Was ist der Anlass für die plötzlichen Pläne? Warum endet die Frist gerade 2015 und somit laut Abendblatt-Informationen gleichzeitig mit der Bindung der Förderung durch die Aktion Mensch für die Immobilien in Wedel? „Der Impuls kam von der Lebenshilfe“, sagt Trampe. Mitte 2013 sei die Lebenshilfe mit der Idee der Zusammenlegung auf den Kreis zugekommen, weil die Wohngruppen nicht mehr den gesetzlichen Anforderungen entsprechen.

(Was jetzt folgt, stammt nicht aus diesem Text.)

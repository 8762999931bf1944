use std::{borrow::Borrow, fmt};

use serde::{Deserialize, Serialize};

use crate::{ModelError, STOP_ROUTING_PREFIX};

/// Opaque identifier of one managed node process.
///
/// The only correlation key between the start and the stop flows.
/// Always non-empty.
#[derive(Debug, Clone, PartialEq, Eq, Hash, PartialOrd, Ord, Serialize, Deserialize)]
#[serde(try_from = "String", into = "String")]
pub struct BuildId(String);

impl BuildId {
    pub fn new(id: impl Into<String>) -> Result<Self, ModelError> {
        let id = id.into();
        if id.trim().is_empty() {
            return Err(ModelError::EmptyBuildId);
        }
        Ok(Self(id))
    }

    /// Derive the build id from a stop-channel routing key (`cmd.<id>`).
    pub fn from_routing_key(key: &str) -> Result<Self, ModelError> {
        let id = key
            .strip_prefix(STOP_ROUTING_PREFIX)
            .ok_or_else(|| ModelError::InvalidRoutingKey(key.to_string()))?;
        Self::new(id)
    }

    #[inline]
    pub fn as_str(&self) -> &str {
        &self.0
    }
}

impl fmt::Display for BuildId {
    fn fmt(&self, f: &mut fmt::Formatter<'_>) -> fmt::Result {
        f.write_str(&self.0)
    }
}

impl AsRef<str> for BuildId {
    fn as_ref(&self) -> &str {
        &self.0
    }
}

impl Borrow<str> for BuildId {
    fn borrow(&self) -> &str {
        &self.0
    }
}

impl TryFrom<String> for BuildId {
    type Error = ModelError;

    fn try_from(value: String) -> Result<Self, Self::Error> {
        Self::new(value)
    }
}

impl TryFrom<&str> for BuildId {
    type Error = ModelError;

    fn try_from(value: &str) -> Result<Self, Self::Error> {
        Self::new(value)
    }
}

impl From<BuildId> for String {
    fn from(id: BuildId) -> Self {
        id.0
    }
}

Die Aussicht auf modernere Wohnungen tröstet die Eltern nicht. „Was nützt ein tolleres Bad oder eine größere Wohnung, wenn die Kinder traurig und einsam in der Wohnung hocken“, fragt Günter Biller, dessen Sohn von den Plänen betroffen ist. Er und weitere Eltern und Betreuer wollen sich gegen den Zwangsumzug der behinderten Menschen wehren. Sieben Angehörige und Betreuer kämpfen bereits mit Lothar Selke vom Verein Verbraucherschutz für behinderte Menschen gegen den drastischen Schritt. „Wir werden alle rechtlichen Mittel gegen den Kreis und die Lebenshilfe ausschöpfen“, kündigt Jurist Selke an. Die Betroffenen hoffen auch auf Hilfe aus Wedel. Sie wollen Unterschriften sammeln und sich an den Bürgermeister wenden.